The PT-76 would be used again in battles of Lac Ninh and An Loc and final campaigns leading up to the fall of Saigon.
The PT-76 was also used in the Laotian civil war and Cambodian-Vietnamese war.
Indo-Pakistani Wars – When PT-76s sunk ships
The Indo-Pakistani wars of 1965 saw a full-scale attack of Indian troops, as a response to the Pakistani Operation Gibraltar, which involved instigating the local populations from Kashmir and Jammu against the Indian government. While tanks were used by both sides, mainly M4 Shermans, M36 Jacksons, and M24 Chaffees but also newer Patton tanks. India, on the other hand, used British Centurion tanks, M4 Shermans, and the brand new PT-76 tanks. Nonetheless, both sides were not very experienced with the use of AFVs in combat. For example, the 7th Light Cavalry, which was the first Indian unit to receive the tanks, only got them, in late August 1965. In September, crew instructions commenced, headed by 3 officers which were trained in the USSR. However, in the same month, they were ordered to intercept advancing Pakistani troops. The issue here was that Indian crews had just begun training and had little familiarization with the vehicles. In fact, the day they were to sight in their guns was the same day they were sent off to attack. Reportedly, the new tanks also caused confusion among other Indian troops, who mistook the tanks as Pattons or Pakistani tanks.

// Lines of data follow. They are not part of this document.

//! Encoding helpers for command arguments.
//!
//! Covers RFC 3501 quoted strings, RFC 2971 ID field lists, and the
//! INTERNALDATE format used by APPEND.

use chrono::{DateTime, FixedOffset, Local, TimeZone, Utc};

use crate::{Error, Result};

/// Maximum number of field/value pairs in an ID command (RFC 2971).
pub const ID_MAX_PAIRS_COUNT: usize = 30;
/// Maximum quoted length of an ID field name.
pub const ID_MAX_FIELD_LEN: usize = 30;
/// Maximum quoted length of an ID field value.
pub const ID_MAX_VALUE_LEN: usize = 1024;

/// Quotes a string per RFC 3501 section 9: backslash-escapes `\` and `"`
/// and surrounds the result with double quotes.
#[must_use]
pub fn quoted(arg: &str) -> String {
    let mut out = String::with_capacity(arg.len() + 2);
    out.push('"');
    for c in arg.chars() {
        if c == '\\' || c == '"' {
            out.push('\\');
        }
        out.push(c);
    }
    out.push('"');
    out
}

/// Builds the argument of an RFC 2971 ID command: `(F1 V1 F2 V2 …)` with
/// quoted fields and values (`NIL` for absent values), or `NIL` when no
/// fields are given.
///
/// # Errors
///
/// Returns [`Error::Protocol`] when more than 30 pairs are given, a quoted
/// field exceeds 30 characters, or a quoted value exceeds 1024 characters.
pub fn id_fields(fields: &[(&str, Option<&str>)]) -> Result<String> {
    if fields.is_empty() {
        return Ok("NIL".to_string());
    }
    if fields.len() > ID_MAX_PAIRS_COUNT {
        return Err(Error::Protocol(
            "must not send more than 30 field-value pairs".to_string(),
        ));
    }
    let mut parts = Vec::with_capacity(fields.len() * 2);
    for (field, value) in fields {
        let field = quoted(field);
        let value = value.map_or_else(|| "NIL".to_string(), quoted);
        if field.len() > ID_MAX_FIELD_LEN {
            return Err(Error::Protocol(format!(
                "field {field} must not be longer than 30"
            )));
        }
        if value.len() > ID_MAX_VALUE_LEN {
            return Err(Error::Protocol(format!(
                "field {field} value must not be longer than 1024"
            )));
        }
        parts.push(field);
        parts.push(value);
    }
    Ok(format!("({})", parts.join(" ")))
}

/// An INTERNALDATE input for APPEND.
///
/// Only offset-aware datetimes are representable; there is no naive
/// variant to reject.
#[derive(Debug, Clone, PartialEq, Eq)]
pub enum InternalDate {
    /// Seconds since the Unix epoch, rendered in the local timezone.
    Epoch(i64),
    /// An offset-aware datetime.
    DateTime(DateTime<FixedOffset>),
    /// An already-quoted INTERNALDATE string, passed through unchanged.
    Quoted(String),
}

impl From<DateTime<FixedOffset>> for InternalDate {
    fn from(dt: DateTime<FixedOffset>) -> Self {
        Self::DateTime(dt)
    }
}

impl From<DateTime<Utc>> for InternalDate {
    fn from(dt: DateTime<Utc>) -> Self {
        Self::DateTime(dt.fixed_offset())
    }
}

impl From<DateTime<Local>> for InternalDate {
    fn from(dt: DateTime<Local>) -> Self {
        Self::DateTime(dt.fixed_offset())
    }
}

/// Formats an [`InternalDate`] as `"DD-Mon-YYYY HH:MM:SS +HHMM"` (month
/// in English three-letter abbreviation, quotes included).
///
/// # Errors
///
/// Returns [`Error::Protocol`] for an out-of-range epoch value or a
/// passthrough string that is not double-quoted.
pub fn internaldate(date: &InternalDate) -> Result<String> {
    const FMT: &str = "%d-%b-%Y %H:%M:%S %z";
    match date {
        InternalDate::Epoch(secs) => {
            let dt = Local
                .timestamp_opt(*secs, 0)
                .single()
                .ok_or_else(|| Error::Protocol(format!("timestamp {secs} out of range")))?;
            Ok(format!("\"{}\"", dt.format(FMT)))
        }
        InternalDate::DateTime(dt) => Ok(format!("\"{}\"", dt.format(FMT))),
        InternalDate::Quoted(s) => {
            if s.len() >= 2 && s.starts_with('"') && s.ends_with('"') {
                Ok(s.clone())
            } else {
                Err(Error::Protocol(format!(
                    "not a quoted INTERNALDATE string: {s}"
                )))
            }
        }
    }
}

On 17th September, C squadron, detached from the 7th Cavalry, was advancing towards Chattanwala, when 7 PT tanks got bogged down. The unit commander’s tank had to be abandoned and was destroyed to avoid capture. The Pakistani East Bengal Rifles took the remains as a souvenir, but Indian troops recovered them in 1971.
Four days later, on the 21st, C Squadron encountered Pakistani M4 Sherman tanks and Pattons, near the village of Thathi Jaimal Singh, until Indian Centurions backed the light tanks up. The tanks engaged at close ranges of around 600 meters, but only one Indian PT-76 and two Pakistani tanks, an M4 and Patton were damaged, showing the poor usage and inexperience on both sides.
Pakistan captured a number of PT-76 tanks from India during the 1965 war, which ended inconclusively. Both sides more or less claimed victory, with a return to the state prior to the war, but with tensions at an all-time high.
Inevitably, war broke out again in 1971, after the Pakistani ‘Operation Searchlight’, a military operation that sought to crank down on the East Pakistan nationalistic movements, and resulted in the Bangladeshi Genocide. As a response, India stationed troops and military hardware near the border, including the 45th Cavalry Regiment and 69th Armored Regiment, both armed with PT-76 tanks. The border was separated by the rivers of the Ganges delta, making the PT-76 ideal for the location.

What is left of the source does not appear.